Operand Collector Based Register File Unit

Definition

The SM core has a single Operand Collector Based Register File Unit modeled by class opndcoll_rfu_t as follows

// shader_core_ctx
opndcoll_rfu_t m_operand_collector;

// opndcoll_rdu_t: operand collector based register file unit
arbiter_t m_arbiter;
typedef std::map<unsigned, std::vector<collector_unit_t> cu_sets_t;
cu_sets_t m_cus;
std::vector<collector_unit_t *> m_cu;
std::vector<input_port_t> m_in_ports;
std::vector<dispatch_unit_t> m_dispatch_units;

The unit includes

  • Ports (m_in_ports): This contains the input pipeline register sets (ID_OC) and output register sets (OC_EX). The warp_inst_t in the ID_OC ports will be issued to a collector unit. Also, when the Collector Unit gets all the required source registers, it will be dispatched by a Dispatch Unit to the output pipeline register sets (OC_EX).
  • Collector Units (m_cu): each collector unit can hold a single instruction at a time.
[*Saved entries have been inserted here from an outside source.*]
//! Frame clock.
//!
//! Forces in this crate are expressed per tick, so the tick counter drives
//! the simulation; seconds are carried along for time-based effects (hue
//! cycling, pulsing) and for the FPS readout.
//!
//! ```ignore
//! let mut clock = Clock::new().with_fixed_delta(Some(1.0 / 60.0));
//! let time = clock.tick();
//! println!("tick {} at {:.2}s", time.tick, time.elapsed);
//! ```

use std::time::{Duration, Instant};

/// Timing of one frame, as seen by the sketch.
#[derive(Debug, Clone, Copy, Default, PartialEq)]
pub struct FrameTime {
    /// Frames simulated so far, starting at 1 for the first frame.
    pub tick: u64,
    /// Scaled seconds since the clock started, excluding pauses.
    pub elapsed: f32,
    /// Scaled seconds since the previous frame.
    pub delta: f32,
}

/// Tick counter with pause, time scale and optional fixed step.
#[derive(Debug)]
pub struct Clock {
    last_frame: Instant,
    current: FrameTime,
    paused: bool,
    /// Fixed delta time for deterministic runs.
    fixed_delta: Option<f32>,
    /// 1.0 = normal speed.
    time_scale: f32,
    fps: f32,
    fps_frames: u64,
    fps_since: Instant,
    fps_interval: Duration,
}

impl Default for Clock {
    fn default() -> Self {
        Self::new()
    }
}

impl Clock {
    pub fn new() -> Self {
        let now = Instant::now();
        Self {
            last_frame: now,
            current: FrameTime::default(),
            paused: false,
            fixed_delta: None,
            time_scale: 1.0,
            fps: 0.0,
            fps_frames: 0,
            fps_since: now,
            fps_interval: Duration::from_millis(500),
        }
    }

    pub fn with_fixed_delta(mut self, delta: Option<f32>) -> Self {
        self.set_fixed_delta(delta);
        self
    }

    pub fn with_time_scale(mut self, scale: f32) -> Self {
        self.set_time_scale(scale);
        self
    }

    /// Advance one frame. While paused the returned time does not move.
    pub fn tick(&mut self) -> FrameTime {
        let now = Instant::now();
        if self.paused {
            self.current.delta = 0.0;
            return self.current;
        }

        let raw = now.duration_since(self.last_frame).as_secs_f32();
        self.last_frame = now;
        let delta = self.fixed_delta.unwrap_or(raw) * self.time_scale;

        self.current.tick += 1;
        self.current.delta = delta;
        self.current.elapsed += delta;

        self.fps_frames += 1;
        let window = now.duration_since(self.fps_since);
        if window >= self.fps_interval {
            self.fps = self.fps_frames as f32 / window.as_secs_f32();
            self.fps_frames = 0;
            self.fps_since = now;
        }

        self.current
    }

    /// The most recent frame time.
    #[inline]
    pub fn now(&self) -> FrameTime {
        self.current
    }

    #[inline]
    pub fn fps(&self) -> f32 {
        self.fps
    }

    #[inline]
    pub fn is_paused(&self) -> bool {
        self.paused
    }

    #[inline]
    pub fn time_scale(&self) -> f32 {
        self.time_scale
    }

    pub fn pause(&mut self) {
        self.paused = true;
    }

    pub fn resume(&mut self) {
        if self.paused {
            // the paused interval must not show up as one huge delta
            self.last_frame = Instant::now();
            self.paused = false;
        }
    }

    pub fn toggle_pause(&mut self) {
        if self.paused {
            self.resume();
        } else {
            self.pause();
        }
    }

    /// Pass `None` to use real frame timing.
    pub fn set_fixed_delta(&mut self, delta: Option<f32>) {
        self.fixed_delta = delta.filter(|d| *d > 0.0);
    }

    /// Negative scales clamp to 0.
    pub fn set_time_scale(&mut self, scale: f32) {
        self.time_scale = scale.max(0.0);
    }

    /// Back to tick 0, keeping pause state and settings.
    pub fn reset(&mut self) {
        let now = Instant::now();
        self.last_frame = now;
        self.current = FrameTime::default();
        self.fps = 0.0;
        self.fps_frames = 0;
        self.fps_since = now;
    }
}
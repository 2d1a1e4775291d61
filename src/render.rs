//! Draws an entity list onto a [`Surface`] according to a [`VisualConfig`].
//!
//! Order per frame: background (clear, fade or keep), connection lines, then
//! one primitive per living entity in store order.

use crate::entity::Entity;
use crate::spatial::{all_pairs, SpatialGrid};
use crate::surface::{Surface, GLYPH_HEIGHT, GLYPH_WIDTH};
use crate::time::FrameTime;
use crate::visuals::{
    hsv_to_rgb, Background, ColorMapping, NeighborSearch, Palette, ParticleShape, VisualConfig,
};
use glam::{Vec2, Vec3};

/// Stateful renderer; keeps the neighbour grid between frames.
#[derive(Debug, Clone)]
pub struct Renderer {
    config: VisualConfig,
    grid: SpatialGrid,
    positions: Vec<Vec2>,
}

impl Renderer {
    pub fn new(config: VisualConfig) -> Self {
        let cell = config.connections.map(|c| c.distance).unwrap_or(1.0);
        Self {
            config,
            grid: SpatialGrid::new(cell),
            positions: Vec::new(),
        }
    }

    pub fn config(&self) -> &VisualConfig {
        &self.config
    }

    /// Paint one frame.
    pub fn render<E: Entity>(&mut self, surface: &mut Surface, entities: &[E], time: FrameTime) {
        match self.config.background {
            Background::Clear(color) => surface.clear(color),
            Background::Fade { color, alpha } => surface.fade(color, alpha),
            Background::Keep => {}
        }

        let bounds = surface.bounds();
        if self.config.connections.is_some() {
            self.draw_connections(surface, entities);
        }

        let count = entities.len();
        let mode = self.config.blend_mode;
        for (index, entity) in entities.iter().enumerate() {
            if !entity.is_alive() {
                continue;
            }
            let projection = entity.project(bounds);
            let life = entity.life_fraction().unwrap_or(1.0);
            let alpha = entity.alpha() * if self.config.fade_out { life } else { 1.0 };
            let shrink = if self.config.shrink_out { life } else { 1.0 };
            let radius = entity.radius() * projection.scale * shrink;
            if alpha <= 0.0 || radius <= 0.0 {
                continue;
            }
            let color = self.color_for(entity, index, count, bounds, time);
            let at = projection.position;

            match self.config.shape {
                ParticleShape::Circle => surface.fill_circle(at, radius, color, alpha, mode),
                ParticleShape::Square => {
                    let corner = at - Vec2::splat(radius);
                    surface.fill_rect(corner, Vec2::splat(radius * 2.0), color, alpha, mode)
                }
                ParticleShape::Streak { length } => {
                    let tail = at - entity.velocity() * projection.scale * length;
                    surface.draw_line(tail, at, radius, color, alpha, mode);
                }
                ParticleShape::Glyph(ch) => {
                    let scale = radius.round().max(1.0) as u32;
                    let size =
                        Vec2::new((GLYPH_WIDTH * scale) as f32, (GLYPH_HEIGHT * scale) as f32);
                    surface.draw_glyph(ch, at - size * 0.5, scale, color, alpha, mode);
                }
            }
        }
    }

    fn draw_connections<E: Entity>(&mut self, surface: &mut Surface, entities: &[E]) {
        let Some(links) = self.config.connections else {
            return;
        };
        let bounds = surface.bounds();
        self.positions.clear();
        self.positions.extend(entities.iter().map(|e| e.project(bounds).position));

        let mode = self.config.blend_mode;
        let positions = &self.positions;
        let mut draw = |i: usize, j: usize, dist: f32| {
            if !(entities[i].is_alive() && entities[j].is_alive()) {
                return;
            }
            let alpha = links.alpha_at(dist);
            surface.draw_line(positions[i], positions[j], 1.0, links.color, alpha, mode);
        };

        match links.search {
            NeighborSearch::Grid => {
                if self.grid.cell_size() != links.distance.max(1.0) {
                    self.grid = SpatialGrid::new(links.distance);
                }
                self.grid.rebuild(positions.iter().copied());
                self.grid.for_each_pair(links.distance, &mut draw);
            }
            NeighborSearch::AllPairs => all_pairs(positions, links.distance, &mut draw),
        }
    }

    fn color_for<E: Entity>(
        &self,
        entity: &E,
        index: usize,
        count: usize,
        bounds: Vec2,
        time: FrameTime,
    ) -> Vec3 {
        let palette = self.config.palette;
        let t = match self.config.color_mapping {
            ColorMapping::None => return entity.color(),
            ColorMapping::Hue { offset, spread, speed } => {
                let progress = if count > 0 { index as f32 / count as f32 } else { 0.0 };
                let hue = offset + spread * progress + speed * time.elapsed;
                return hsv_to_rgb(hue, 0.8, 1.0);
            }
            _ if palette == Palette::None => return entity.color(),
            ColorMapping::Index => {
                if count > 1 {
                    index as f32 / (count - 1) as f32
                } else {
                    0.0
                }
            }
            ColorMapping::Speed { min, max } => {
                if max > min {
                    (entity.velocity().length() - min) / (max - min)
                } else {
                    0.0
                }
            }
            ColorMapping::Life => entity.life_fraction().unwrap_or(1.0),
            ColorMapping::PositionY => {
                if bounds.y > 0.0 {
                    entity.position().y / bounds.y
                } else {
                    0.0
                }
            }
        };
        palette.sample(t)
    }
}

#[cfg(test)]
mod tests {
    use super::*;
    use crate::entity::{AgedParticle, Point2D};
    use crate::visuals::{BlendMode, Connections};

    fn surface() -> Surface {
        Surface::new(40, 20).unwrap()
    }

    #[test]
    fn test_clear_then_draw() {
        let mut s = surface();
        let mut config = VisualConfig::new();
        config.background(Background::Clear(Vec3::ZERO));
        let mut renderer = Renderer::new(config);
        let dots = vec![Point2D::new(Vec2::new(10.5, 10.5), Vec2::ZERO).with_radius(2.0)];
        renderer.render(&mut s, &dots, FrameTime::default());

        assert_eq!(s.pixel(10, 10).map(|p| p.r), Some(255));
        assert_eq!(s.pixel(30, 5).map(|p| p.r), Some(0));
        assert_eq!(s.pixel(30, 5).map(|p| p.a), Some(255));
    }

    #[test]
    fn test_dead_entities_are_skipped() {
        let mut s = surface();
        let mut renderer = Renderer::new(VisualConfig::new());
        let mut spark = AgedParticle::new(Vec2::new(10.5, 10.5), Vec2::ZERO, 1.0);
        spark.age();
        renderer.render(&mut s, &[spark], FrameTime::default());
        assert!(s.pixel(10, 10).map(|p| p.r < 10).unwrap_or(false));
    }

    #[test]
    fn test_fade_out_scales_alpha() {
        let mut config = VisualConfig::new();
        config
            .background(Background::Clear(Vec3::ZERO))
            .blend_mode(BlendMode::Additive)
            .shape(ParticleShape::Square)
            .fade_out();
        let mut renderer = Renderer::new(config);
        let mut spark = AgedParticle::new(Vec2::new(10.0, 10.0), Vec2::ZERO, 2.0);
        spark.age();

        let mut s = surface();
        renderer.render(&mut s, &[spark], FrameTime::default());
        let r = s.pixel(10, 10).map(|p| p.r).unwrap_or(0);
        assert!((120..=135).contains(&r), "half life gives half brightness, got {r}");
    }

    #[test]
    fn test_connections_grid_and_all_pairs_agree() {
        let dots: Vec<Point2D> = [(5.0, 5.0), (15.0, 6.0), (30.0, 15.0), (34.0, 12.0)]
            .iter()
            .map(|&(x, y)| Point2D::new(Vec2::new(x, y), Vec2::ZERO).with_radius(0.0))
            .collect();

        let render_with = |search| {
            let mut config = VisualConfig::new();
            config.background(Background::Clear(Vec3::ZERO)).connections_with(Connections {
                search,
                ..Connections::new(12.0)
            });
            let mut s = surface();
            Renderer::new(config).render(&mut s, &dots, FrameTime::default());
            s.as_bytes().to_vec()
        };
        let grid = render_with(NeighborSearch::Grid);
        assert_eq!(grid, render_with(NeighborSearch::AllPairs));
        // both close pairs are linked
        assert!(grid.iter().step_by(4).any(|&r| r > 0));
    }

    #[test]
    fn test_palette_mapping_by_index() {
        let mut config = VisualConfig::new();
        config.palette(Palette::Grayscale, ColorMapping::Index);
        let renderer = Renderer::new(config);
        let dot = Point2D::new(Vec2::ZERO, Vec2::ZERO);
        assert_eq!(renderer.color_for(&dot, 0, 3, Vec2::ONE, FrameTime::default()), Vec3::ZERO);
        assert_eq!(renderer.color_for(&dot, 2, 3, Vec2::ONE, FrameTime::default()), Vec3::ONE);
    }
}
//! Forces and boundaries.
//!
//! Rules adjust an entity's velocity once per tick and are applied in the
//! order they were added. After the rules the step integrates with Euler
//! (`position += velocity`) and applies the [`Boundary`].
//!
//! # Rule Categories
//!
//! - **Basic Physics**: Gravity, Acceleration, Damping, SpeedLimit, Wander
//! - **Fields**: FlowField, Vortex
//! - **Springs**: SpringHome
//! - **Interaction**: Pointer
//! - **Custom**: Custom (closure)
//!
//! Constants are taken as given. `Damping(0.98)` and `Damping(0.95)` feel
//! different, and neither is corrected for frame rate.

use crate::entity::Entity;
use crate::field::{hash_unit, NoiseField};
use crate::step::StepContext;
use glam::Vec2;
use std::f32::consts::TAU;
use std::fmt;
use std::sync::Arc;

/// Distance below which direction-based forces are skipped.
const MIN_DISTANCE: f32 = 1e-3;

/// Distance falloff functions for force-based rules.
///
/// Controls how a force's strength changes with distance from the source.
#[derive(Clone, Copy, Debug, Default, PartialEq)]
pub enum Falloff {
    /// Constant force regardless of distance.
    #[default]
    Constant,

    /// Force decreases linearly to zero at the radius.
    Linear,

    /// force = 1/distance (with softening).
    Inverse,

    /// force = 1/distance².
    InverseSquare,

    /// Smoothstep from full strength at the source to zero at the radius.
    Smooth,
}

impl Falloff {
    /// Strength multiplier at `dist` for a force reaching `radius`.
    pub fn factor(&self, dist: f32, radius: f32) -> f32 {
        match self {
            Falloff::Constant => 1.0,
            Falloff::Linear => {
                if radius > 0.0 {
                    (1.0 - dist / radius).max(0.0)
                } else {
                    0.0
                }
            }
            Falloff::Inverse => 1.0 / (dist + 0.01),
            Falloff::InverseSquare => 1.0 / (dist * dist + 0.0001),
            Falloff::Smooth => 1.0 - smoothstep(0.0, radius, dist),
        }
    }
}

fn smoothstep(edge0: f32, edge1: f32, x: f32) -> f32 {
    if edge1 <= edge0 {
        return if x < edge0 { 0.0 } else { 1.0 };
    }
    let t = ((x - edge0) / (edge1 - edge0)).clamp(0.0, 1.0);
    t * t * (3.0 - 2.0 * t)
}

/// Direction of a pointer force.
#[derive(Clone, Copy, Debug, Default, PartialEq, Eq)]
pub enum PointerMode {
    #[default]
    Attract,
    Repel,
}

/// When a pointer force is active.
#[derive(Clone, Copy, Debug, Default, PartialEq, Eq)]
pub enum PointerTrigger {
    /// Whenever the pointer is over the surface.
    #[default]
    Always,
    /// Only while a mouse button is held.
    WhileDown,
}

/// What a custom rule sees of the entity.
#[derive(Clone, Copy, Debug, PartialEq)]
pub struct Kinematics {
    pub index: usize,
    pub position: Vec2,
    pub velocity: Vec2,
}

/// Custom force: returns the new velocity.
pub type CustomRule = Arc<dyn Fn(Kinematics, &StepContext) -> Vec2 + Send + Sync>;

/// Rules that adjust entity velocity every tick.
///
/// # Example
///
/// ```ignore
/// ParticleSketch::new("drift", 800, |ctx| Point2D::new(ctx.random_in_bounds(), Vec2::ZERO))
///     .with_rule(Rule::FlowField { field: NoiseField::new(7), strength: 0.1 })
///     .with_rule(Rule::Damping(0.96))
///     .with_rule(Rule::SpeedLimit { min: 0.0, max: 2.0 })
///     .with_boundary(Boundary::Wrap)
/// ```
#[derive(Clone)]
pub enum Rule {
    /// Constant downward pull in pixels per tick². Negative values pull up.
    Gravity(f32),

    /// Constant acceleration in an arbitrary direction.
    Acceleration(Vec2),

    /// Steer along a flow field.
    ///
    /// Adds `field.direction(position, tick) * strength` to the velocity.
    FlowField {
        field: NoiseField,
        strength: f32,
    },

    /// Hooke pull toward the entity's home position.
    ///
    /// Adds `(home - position) * stiffness`. Entities without a home are
    /// unaffected. Pair with [`Rule::Damping`] or the spring oscillates
    /// forever.
    SpringHome {
        stiffness: f32,
    },

    /// Attract to or repel from the pointer within a radius.
    ///
    /// # Example
    ///
    /// ```ignore
    /// Rule::Pointer {
    ///     radius: 120.0,
    ///     strength: 0.6,
    ///     falloff: Falloff::Linear,
    ///     mode: PointerMode::Repel,
    ///     trigger: PointerTrigger::Always,
    ///     smoothed: false,
    /// }
    /// ```
    Pointer {
        /// Effect radius in pixels.
        radius: f32,
        /// Force at full falloff factor.
        strength: f32,
        falloff: Falloff,
        mode: PointerMode,
        trigger: PointerTrigger,
        /// Follow the lagged pointer instead of the raw one.
        smoothed: bool,
    },

    /// Tangential swirl around a point.
    ///
    /// `center` is a fraction of the surface size, so `Vec2::splat(0.5)` is
    /// the middle of the screen whatever its dimensions. Positive strength
    /// turns clockwise on screen (y points down).
    Vortex {
        center: Vec2,
        strength: f32,
    },

    /// Random nudge, deterministic per entity and tick.
    Wander {
        strength: f32,
    },

    /// Multiply velocity by a constant each tick.
    Damping(f32),

    /// Clamp speed to `min..=max`. A stopped entity stays stopped.
    SpeedLimit {
        min: f32,
        max: f32,
    },

    /// Arbitrary force as a closure. Build with [`Rule::custom`].
    Custom(CustomRule),
}

impl fmt::Debug for Rule {
    fn fmt(&self, f: &mut fmt::Formatter<'_>) -> fmt::Result {
        match self {
            Rule::Gravity(g) => f.debug_tuple("Gravity").field(g).finish(),
            Rule::Acceleration(a) => f.debug_tuple("Acceleration").field(a).finish(),
            Rule::FlowField { field, strength } => f
                .debug_struct("FlowField")
                .field("field", field)
                .field("strength", strength)
                .finish(),
            Rule::SpringHome { stiffness } => {
                f.debug_struct("SpringHome").field("stiffness", stiffness).finish()
            }
            Rule::Pointer {
                radius,
                strength,
                falloff,
                mode,
                trigger,
                smoothed,
            } => f
                .debug_struct("Pointer")
                .field("radius", radius)
                .field("strength", strength)
                .field("falloff", falloff)
                .field("mode", mode)
                .field("trigger", trigger)
                .field("smoothed", smoothed)
                .finish(),
            Rule::Vortex { center, strength } => f
                .debug_struct("Vortex")
                .field("center", center)
                .field("strength", strength)
                .finish(),
            Rule::Wander { strength } => {
                f.debug_struct("Wander").field("strength", strength).finish()
            }
            Rule::Damping(d) => f.debug_tuple("Damping").field(d).finish(),
            Rule::SpeedLimit { min, max } => f
                .debug_struct("SpeedLimit")
                .field("min", min)
                .field("max", max)
                .finish(),
            Rule::Custom(_) => f.write_str("Custom(..)"),
        }
    }
}

impl Rule {
    /// Wrap a closure as a [`Rule::Custom`].
    ///
    /// ```ignore
    /// Rule::custom(|k, ctx| {
    ///     k.velocity + Vec2::new((ctx.time.elapsed * 2.0).sin() * 0.05, 0.0)
    /// })
    /// ```
    pub fn custom<F>(f: F) -> Self
    where
        F: Fn(Kinematics, &StepContext) -> Vec2 + Send + Sync + 'static,
    {
        Rule::Custom(Arc::new(f))
    }

    /// Velocity after this rule for the entity at `index`.
    pub fn apply<E: Entity>(
        &self,
        index: usize,
        entity: &E,
        velocity: Vec2,
        ctx: &StepContext,
    ) -> Vec2 {
        let position = entity.position();
        match self {
            Rule::Gravity(g) => velocity + Vec2::new(0.0, *g),

            Rule::Acceleration(a) => velocity + *a,

            Rule::FlowField { field, strength } => {
                velocity + field.direction(position, ctx.time.tick) * *strength
            }

            Rule::SpringHome { stiffness } => match entity.home() {
                Some(home) => velocity + (home - position) * *stiffness,
                None => velocity,
            },

            Rule::Pointer {
                radius,
                strength,
                falloff,
                mode,
                trigger,
                smoothed,
            } => {
                let input = ctx.input;
                if !input.pointer_present() {
                    return velocity;
                }
                if *trigger == PointerTrigger::WhileDown && !input.is_pointer_down() {
                    return velocity;
                }
                let target = if *smoothed {
                    input.smoothed_pointer()
                } else {
                    input.pointer()
                };
                let to_target = target - position;
                let dist = to_target.length();
                if dist >= *radius || dist < MIN_DISTANCE {
                    return velocity;
                }
                let push = to_target / dist * *strength * falloff.factor(dist, *radius);
                match mode {
                    PointerMode::Attract => velocity + push,
                    PointerMode::Repel => velocity - push,
                }
            }

            Rule::Vortex { center, strength } => {
                let radial = position - *center * ctx.bounds;
                let dist = radial.length();
                if dist < MIN_DISTANCE {
                    return velocity;
                }
                velocity + radial.perp() / dist * *strength
            }

            Rule::Wander { strength } => {
                let angle = hash_unit(index, ctx.time.tick) * TAU;
                velocity + Vec2::from_angle(angle) * *strength
            }

            Rule::Damping(d) => velocity * *d,

            Rule::SpeedLimit { min, max } => {
                let speed = velocity.length();
                if speed > *max {
                    velocity / speed * *max
                } else if speed < *min && speed > 0.0 {
                    velocity / speed * *min
                } else {
                    velocity
                }
            }

            Rule::Custom(f) => f(
                Kinematics {
                    index,
                    position,
                    velocity,
                },
                ctx,
            ),
        }
    }
}

/// Margin that keeps clamped positions strictly inside the right and
/// bottom edges. On wide surfaces the next float below the edge is used
/// instead, since `size - EDGE` rounds back up to `size` there.
const EDGE: f32 = 1e-3;

/// What happens when an entity reaches the edge of the surface.
#[derive(Clone, Copy, Debug, Default, PartialEq)]
pub enum Boundary {
    /// Entities may leave; nothing happens.
    #[default]
    None,
    /// Toroidal: leaving one side re-enters on the opposite side.
    Wrap,
    /// Pinned to the edge, velocity untouched.
    Clamp,
    /// Pinned to the edge with the outward velocity component reflected and
    /// scaled by `restitution`.
    Bounce { restitution: f32 },
    /// Entities that leave are reported to the caller for a reset.
    Respawn,
}

impl Boundary {
    /// Apply to one entity. Returns `true` when a [`Boundary::Respawn`]
    /// entity is outside the surface.
    pub fn apply<E: Entity>(&self, entity: &mut E, bounds: Vec2) -> bool {
        if bounds.x <= 0.0 || bounds.y <= 0.0 {
            return false;
        }
        let p = entity.position();
        match self {
            Boundary::None => false,
            Boundary::Wrap => {
                entity.set_position(Vec2::new(wrap(p.x, bounds.x), wrap(p.y, bounds.y)));
                false
            }
            Boundary::Clamp => {
                entity.set_position(Vec2::new(pin(p.x, bounds.x), pin(p.y, bounds.y)));
                false
            }
            Boundary::Bounce { restitution } => {
                let mut v = entity.velocity();
                if p.x < 0.0 {
                    v.x = v.x.abs() * restitution;
                } else if p.x >= bounds.x {
                    v.x = -v.x.abs() * restitution;
                }
                if p.y < 0.0 {
                    v.y = v.y.abs() * restitution;
                } else if p.y >= bounds.y {
                    v.y = -v.y.abs() * restitution;
                }
                entity.set_position(Vec2::new(pin(p.x, bounds.x), pin(p.y, bounds.y)));
                entity.set_velocity(v);
                false
            }
            Boundary::Respawn => p.x < 0.0 || p.y < 0.0 || p.x >= bounds.x || p.y >= bounds.y,
        }
    }
}

/// `x` modulo `size`, in `[0, size)`.
fn wrap(x: f32, size: f32) -> f32 {
    let w = x.rem_euclid(size);
    // rem_euclid of a tiny negative can round up to size itself
    if w >= size {
        0.0
    } else {
        w
    }
}

fn pin(x: f32, size: f32) -> f32 {
    let below = f32::from_bits(size.to_bits() - 1);
    x.clamp(0.0, (size - EDGE).min(below).max(0.0))
}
It will send the request for source registers to the Arbitrator. Once all the source registers are ready, it can be dispatched by a Dispatch Unit to the output pipeline register sets (OC_EX).
  • Arbitrator (m_arbiter): The Arbitrator takes the request for source operands from the Collector Units and put then in a request queue. The Arbitrator will issue the bank-conflict free request to the register file in each cycle. Notably, the Arbitrator is also used to handle the write back to the register file, and write back has higher priority than the read.
  • Dispatch Unit (m_dispatch_units): Once a Collector Unit is ready, the Dispatch Unit will dispatch the warp_inst_t in the Collector Unit to the OC_EX register sets.

Init()

// shader_core_ctx::create_exec_pipeline()
m_operand_collector.init(m_config->gpgpu_num_reg_banks, this);

void opndcoll_rfu_t::init(unsigned num_banks, shader_core_ctx *shader) {
  m_shader = shader;
  m_arbiter.init(m_cu.size(), num_banks);
  // for( unsigned n=0; n<m_num_ports;n++ )
  //    m_dispatch_units[m_output[n]].init( m_num_collector_units[n] );
  m_num_banks = num_banks;
  m_bank_warp_shift = 0;
  m_warp_size = shader->get_config()->warp_size;
  m_bank_warp_shift = (unsigned)(int)(log(m_warp_size + 0.5) / log(2.0));
  assert((m_bank_warp_shift == 5) || (m_warp_size != 32));

  sub_core_model = shader->get_config()->sub_core_model;
  m_num_warp_sceds = shader->get_config()->gpgpu_num_sched_per_core;
  
  // For V100 GPU, it has 8 register banks and 4 schedulers
  if (sub_core_model)
    assert(num_banks % shader->get_config()->gpgpu_num_sched_per_core == 0);
  m_num_banks_per_sched =
      num_banks / shader->get_config()->gpgpu_num_sched_per_core;

  for (unsigned j = 0; j < m_cu.size(); j++) {
    m_cu[j]->init(j, num_banks, m_bank_warp_shift, shader->get_config(), this,
                  sub_core_model, m_num_banks_per_sched);
  }
  m_initialized = true;
}

In QV100/gpgpusim.config, we have

# disable specialized operand collectors and use generic operand collectors instead
-gpgpu_enable_specialized_operand_collector 0
-gpgpu_operand_collector_num_units_gen 8
-gpgpu_operand_collector_num_in_ports_gen 8
-gpgpu_operand_collector_num_out_ports_gen 8

So V100 has a single generic operand collector, which has 8 units, 8 input ports and 8 output ports.

Ports

V100 GPU has a generic collector unit set that can be used for all the function units. Notably, there is an option in the configruation file m_config->enable_specialized_operand_collector. If it is set, each function unit will have a specialized collector unit set.

Definition

The port is defined as follows

// opndcoll_rfu_t::input_port_t
class input_port_t {
  public:
  input_port_t(port_vector_t &input, port_vector_t &output,
               uint_vector_t cu_sets)
    : m_in(input), m_out(output), m_cu_sets(cu_sets) {
      assert(input.size() == output.size());
      assert(not m_cu_sets.empty());
    }
  // private:
  port_vector_t m_in, m_out;
  uint_vector_t m_cu_sets;
};

Init()

The ports are added as follows

// shader_core_ctx::create_exec_pipeline()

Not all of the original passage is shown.